**TASK STATEMENT:**
Copy the records exactly. Include every line.
- Opening Delimiter -
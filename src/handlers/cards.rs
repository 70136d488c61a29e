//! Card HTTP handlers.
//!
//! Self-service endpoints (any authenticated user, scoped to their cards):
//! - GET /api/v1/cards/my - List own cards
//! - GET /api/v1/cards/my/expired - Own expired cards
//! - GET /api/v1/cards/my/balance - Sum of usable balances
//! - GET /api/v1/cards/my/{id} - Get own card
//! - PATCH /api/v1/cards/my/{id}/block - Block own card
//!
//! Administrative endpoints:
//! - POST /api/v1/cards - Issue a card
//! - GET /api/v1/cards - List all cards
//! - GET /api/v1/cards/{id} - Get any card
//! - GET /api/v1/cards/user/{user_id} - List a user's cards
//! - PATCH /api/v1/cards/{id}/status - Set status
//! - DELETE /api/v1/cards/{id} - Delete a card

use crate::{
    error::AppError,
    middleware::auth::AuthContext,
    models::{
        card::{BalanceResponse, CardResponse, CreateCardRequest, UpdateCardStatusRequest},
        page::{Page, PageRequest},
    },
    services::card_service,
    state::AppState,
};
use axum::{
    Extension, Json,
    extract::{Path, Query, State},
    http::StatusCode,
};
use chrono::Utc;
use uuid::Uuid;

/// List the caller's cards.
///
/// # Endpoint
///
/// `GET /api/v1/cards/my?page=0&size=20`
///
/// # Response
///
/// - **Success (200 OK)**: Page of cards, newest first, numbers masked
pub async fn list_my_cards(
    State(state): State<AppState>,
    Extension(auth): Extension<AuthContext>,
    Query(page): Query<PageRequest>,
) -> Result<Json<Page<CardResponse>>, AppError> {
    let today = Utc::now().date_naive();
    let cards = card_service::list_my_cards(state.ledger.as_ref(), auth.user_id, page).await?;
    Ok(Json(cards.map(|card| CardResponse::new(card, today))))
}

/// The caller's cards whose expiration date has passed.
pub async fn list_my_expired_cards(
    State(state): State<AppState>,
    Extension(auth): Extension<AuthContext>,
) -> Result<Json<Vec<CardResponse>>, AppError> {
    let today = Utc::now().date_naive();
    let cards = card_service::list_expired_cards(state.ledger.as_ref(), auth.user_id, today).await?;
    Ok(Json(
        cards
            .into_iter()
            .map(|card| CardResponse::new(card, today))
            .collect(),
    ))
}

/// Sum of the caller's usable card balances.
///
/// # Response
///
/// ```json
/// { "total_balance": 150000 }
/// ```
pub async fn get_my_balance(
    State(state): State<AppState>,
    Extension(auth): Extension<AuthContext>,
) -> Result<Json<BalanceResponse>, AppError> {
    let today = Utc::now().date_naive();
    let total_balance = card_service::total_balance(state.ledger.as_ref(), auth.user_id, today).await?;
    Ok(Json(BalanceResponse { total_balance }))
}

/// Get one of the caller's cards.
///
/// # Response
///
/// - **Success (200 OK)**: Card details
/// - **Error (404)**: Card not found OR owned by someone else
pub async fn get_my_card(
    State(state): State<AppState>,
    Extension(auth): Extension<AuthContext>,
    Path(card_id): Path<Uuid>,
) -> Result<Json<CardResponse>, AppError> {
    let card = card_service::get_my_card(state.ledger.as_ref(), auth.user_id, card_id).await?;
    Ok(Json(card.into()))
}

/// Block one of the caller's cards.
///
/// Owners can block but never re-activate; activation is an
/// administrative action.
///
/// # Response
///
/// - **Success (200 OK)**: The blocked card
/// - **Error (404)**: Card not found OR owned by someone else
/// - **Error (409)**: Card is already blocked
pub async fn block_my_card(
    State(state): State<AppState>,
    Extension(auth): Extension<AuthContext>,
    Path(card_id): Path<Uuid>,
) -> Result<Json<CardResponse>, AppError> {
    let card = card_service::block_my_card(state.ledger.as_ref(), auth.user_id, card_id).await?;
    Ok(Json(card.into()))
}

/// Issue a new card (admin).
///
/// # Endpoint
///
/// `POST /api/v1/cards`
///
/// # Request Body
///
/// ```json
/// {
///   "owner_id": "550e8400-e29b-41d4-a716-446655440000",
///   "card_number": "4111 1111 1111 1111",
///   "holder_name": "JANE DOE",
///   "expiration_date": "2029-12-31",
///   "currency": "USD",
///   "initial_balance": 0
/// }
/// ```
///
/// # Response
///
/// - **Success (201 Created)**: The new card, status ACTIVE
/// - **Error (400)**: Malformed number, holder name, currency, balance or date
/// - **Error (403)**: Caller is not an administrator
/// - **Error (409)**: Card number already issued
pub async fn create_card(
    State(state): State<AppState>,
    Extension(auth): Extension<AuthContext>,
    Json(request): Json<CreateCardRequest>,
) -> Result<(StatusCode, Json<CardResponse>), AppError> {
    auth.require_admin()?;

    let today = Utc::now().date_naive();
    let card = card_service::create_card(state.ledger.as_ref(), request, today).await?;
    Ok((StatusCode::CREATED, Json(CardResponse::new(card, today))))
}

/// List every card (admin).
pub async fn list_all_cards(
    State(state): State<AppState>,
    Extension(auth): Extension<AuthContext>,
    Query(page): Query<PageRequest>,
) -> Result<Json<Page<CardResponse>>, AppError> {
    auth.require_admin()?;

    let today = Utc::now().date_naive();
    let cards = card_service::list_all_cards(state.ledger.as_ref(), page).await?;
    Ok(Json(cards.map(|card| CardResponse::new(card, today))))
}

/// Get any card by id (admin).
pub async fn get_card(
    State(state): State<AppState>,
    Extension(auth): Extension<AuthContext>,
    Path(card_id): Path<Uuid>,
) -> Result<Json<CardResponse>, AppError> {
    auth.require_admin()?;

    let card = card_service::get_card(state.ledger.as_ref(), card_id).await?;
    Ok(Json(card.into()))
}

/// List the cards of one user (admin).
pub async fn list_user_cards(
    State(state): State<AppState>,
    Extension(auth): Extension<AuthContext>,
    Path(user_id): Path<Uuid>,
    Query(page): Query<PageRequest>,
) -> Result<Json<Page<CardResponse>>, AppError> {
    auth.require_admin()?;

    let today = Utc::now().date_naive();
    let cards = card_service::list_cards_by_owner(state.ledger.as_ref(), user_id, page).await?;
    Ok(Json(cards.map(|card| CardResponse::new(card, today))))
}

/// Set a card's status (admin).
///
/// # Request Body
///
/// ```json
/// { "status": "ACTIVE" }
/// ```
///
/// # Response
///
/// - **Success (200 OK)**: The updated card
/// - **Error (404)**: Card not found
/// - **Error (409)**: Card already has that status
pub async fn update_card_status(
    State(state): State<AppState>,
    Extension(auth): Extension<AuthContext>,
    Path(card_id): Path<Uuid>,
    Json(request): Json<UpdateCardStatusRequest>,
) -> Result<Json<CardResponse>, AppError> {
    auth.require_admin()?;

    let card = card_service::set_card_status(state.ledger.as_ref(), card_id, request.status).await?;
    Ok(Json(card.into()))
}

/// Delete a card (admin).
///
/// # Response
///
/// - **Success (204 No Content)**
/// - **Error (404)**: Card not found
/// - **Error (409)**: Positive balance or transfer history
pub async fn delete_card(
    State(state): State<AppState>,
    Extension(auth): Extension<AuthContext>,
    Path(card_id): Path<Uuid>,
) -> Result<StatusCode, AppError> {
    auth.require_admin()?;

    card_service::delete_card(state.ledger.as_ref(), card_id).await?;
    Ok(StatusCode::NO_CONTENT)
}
- Closing Delimiter -
**TASK RESPONSE:**
filename src/handlers/cards.rs
repository 70136d488c61a29e
//! Card HTTP handlers.
//!
//! Self-service endpoints (any authenticated user, scoped to their cards):
//! - GET /api/v1/cards/my - List own cards
//! - GET /api/v1/cards/my/expired - Own expired cards
//! - GET /api/v1/cards/my/balance - Sum of usable balances
//! - GET /api/v1/cards/my/{id} - Get own card
//! - PATCH /api/v1/cards/my/{id}/block - Block own card
//!
//! Administrative endpoints:
//! - POST /api/v1/cards - Issue a card
//! - GET /api/v1/cards - List all cards
//! - GET /api/v1/cards/{id} - Get any card
//! - GET /api/v1/cards/user/{user_id} - List a user's cards
//! - PATCH /api/v1/cards/{id}/status - Set status
//! - DELETE /api/v1/cards/{id} - Delete a card

use crate::{
    error::AppError,
    middleware::auth::AuthContext,
    models::{
        card::{BalanceResponse, CardResponse, CreateCardRequest, UpdateCardStatusRequest},
        page::{Page, PageRequest},
    },
    services::card_service,
    state::AppState,
};
use axum::{
    Extension, Json,
    extract::{Path, Query, State},
    http::StatusCode,
};
use chrono::Utc;
use uuid::Uuid;

/// List the caller's cards.
///
/// # Endpoint
///
/// `GET /api/v1/cards/my?page=0&size=20`
///
/// # Response
///
/// - **Success (200 OK)**: Page of cards, newest first, numbers masked
pub async fn list_my_cards(
    State(state): State<AppState>,
    Extension(auth): Extension<AuthContext>,
    Query(page): Query<PageRequest>,
) -> Result<Json<Page<CardResponse>>, AppError> {
    let today = Utc::now().date_naive();
    let cards = card_service::list_my_cards(state.ledger.as_ref(), auth.user_id, page).await?;
    Ok(Json(cards.map(|card| CardResponse::new(card, today))))
}

/// The caller's cards whose expiration date has passed.
pub async fn list_my_expired_cards(
    State(state): State<AppState>,
    Extension(auth): Extension<AuthContext>,
) -> Result<Json<Vec<CardResponse>>, AppError> {
    let today = Utc::now().date_naive();
    let cards = card_service::list_expired_cards(state.ledger.as_ref(), auth.user_id, today).await?;
    Ok(Json(
        cards
            .into_iter()
            .map(|card| CardResponse::new(card, today))
            .collect(),
    ))
}

/// Sum of the caller's usable card balances.
///
/// # Response
///
/// ```json
/// { "total_balance": 150000 }
/// ```
pub async fn get_my_balance(
    State(state): State<AppState>,
    Extension(auth): Extension<AuthContext>,
) -> Result<Json<BalanceResponse>, AppError> {
    let today = Utc::now().date_naive();
    let total_balance = card_service::total_balance(state.ledger.as_ref(), auth.user_id, today).await?;
    Ok(Json(BalanceResponse { total_balance }))
}

/// Get one of the caller's cards.
///
/// # Response
///
/// - **Success (200 OK)**: Card details
/// - **Error (404)**: Card not found OR owned by someone else
pub async fn get_my_card(
    State(state): State<AppState>,
    Extension(auth): Extension<AuthContext>,
    Path(card_id): Path<Uuid>,
) -> Result<Json<CardResponse>, AppError> {
    let card = card_service::get_my_card(state.ledger.as_ref(), auth.user_id, card_id).await?;
    Ok(Json(card.into()))
}

/// Block one of the caller's cards.
///
/// Owners can block but never re-activate; activation is an
/// administrative action.
///
/// # Response
///
/// - **Success (200 OK)**: The blocked card
/// - **Error (404)**: Card not found OR owned by someone else
/// - **Error (409)**: Card is already blocked
pub async fn block_my_card(
    State(state): State<AppState>,
    Extension(auth): Extension<AuthContext>,
    Path(card_id): Path<Uuid>,
) -> Result<Json<CardResponse>, AppError> {
    let card = card_service::block_my_card(state.ledger.as_ref(), auth.user_id, card_id).await?;
    Ok(Json(card.into()))
}

/// Issue a new card (admin).
///
/// # Endpoint
///
/// `POST /api/v1/cards`
///
/// # Request Body
///
/// ```json
/// {
///   "owner_id": "550e8400-e29b-41d4-a716-446655440000",
///   "card_number": "4111 1111 1111 1111",
///   "holder_name": "JANE DOE",
///   "expiration_date": "2029-12-31",
///   "currency": "USD",
///   "initial_balance": 0
/// }
/// ```
///
/// # Response
///
/// - **Success (201 Created)**: The new card, status ACTIVE
/// - **Error (400)**: Malformed number, holder name, currency, balance or date
/// - **Error (403)**: Caller is not an administrator
/// - **Error (409)**: Card number already issued
pub async fn create_card(
    State(state): State<AppState>,
    Extension(auth): Extension<AuthContext>,
    Json(request): Json<CreateCardRequest>,
) -> Result<(StatusCode, Json<CardResponse>), AppError> {
    auth.require_admin()?;

    let today = Utc::now().date_naive();
    let card = card_service::create_card(state.ledger.as_ref(), request, today).await?;
    Ok((StatusCode::CREATED, Json(CardResponse::new(card, today))))
}

/// List every card (admin).
pub async fn list_all_cards(
    State(state): State<AppState>,
    Extension(auth): Extension<AuthContext>,
    Query(page): Query<PageRequest>,
) -> Result<Json<Page<CardResponse>>, AppError> {
    auth.require_admin()?;

    let today = Utc::now().date_naive();
    let cards = card_service::list_all_cards(state.ledger.as_ref(), page).await?;
    Ok(Json(cards.map(|card| CardResponse::new(card, today))))
}

/// Get any card by id (admin).
pub async fn get_card(
    State(state): State<AppState>,
    Extension(auth): Extension<AuthContext>,
    Path(card_id): Path<Uuid>,
) -> Result<Json<CardResponse>, AppError> {
    auth.require_admin()?;

    let card = card_service::get_card(state.ledger.as_ref(), card_id).await?;
    Ok(Json(card.into()))
}

/// List the cards of one user (admin).
pub async fn list_user_cards(
    State(state): State<AppState>,
    Extension(auth): Extension<AuthContext>,
    Path(user_id): Path<Uuid>,
    Query(page): Query<PageRequest>,
) -> Result<Json<Page<CardResponse>>, AppError> {
    auth.require_admin()?;

    let today = Utc::now().date_naive();
    let cards = card_service::list_cards_by_owner(state.ledger.as_ref(), user_id, page).await?;
    Ok(Json(cards.map(|card| CardResponse::new(card, today))))
}

/// Set a card's status (admin).
///
/// # Request Body
///
/// ```json
/// { "status": "ACTIVE" }
/// ```
///
/// # Response
///
/// - **Success (200 OK)**: The updated card
/// - **Error (404)**: Card not found
/// - **Error (409)**: Card already has that status
pub async fn update_card_status(
    State(state): State<AppState>,
    Extension(auth): Extension<AuthContext>,
    Path(card_id): Path<Uuid>,
    Json(request): Json<UpdateCardStatusRequest>,
) -> Result<Json<CardResponse>, AppError> {
    auth.require_admin()?;

    let card = card_service::set_card_status(state.ledger.as_ref(), card_id, request.status).await?;
    Ok(Json(card.into()))
}

/// Delete a card (admin).
///
/// # Response
///
/// - **Success (204 No Content)**
/// - **Error (404)**: Card not found
/// - **Error (409)**: Positive balance or transfer history
pub async fn delete_card(
    State(state): State<AppState>,
    Extension(auth): Extension<AuthContext>,
    Path(card_id): Path<Uuid>,
) -> Result<StatusCode, AppError> {
    auth.require_admin()?;

    card_service::delete_card(state.ledger.as_ref(), card_id).await?;
    Ok(StatusCode::NO_CONTENT)
}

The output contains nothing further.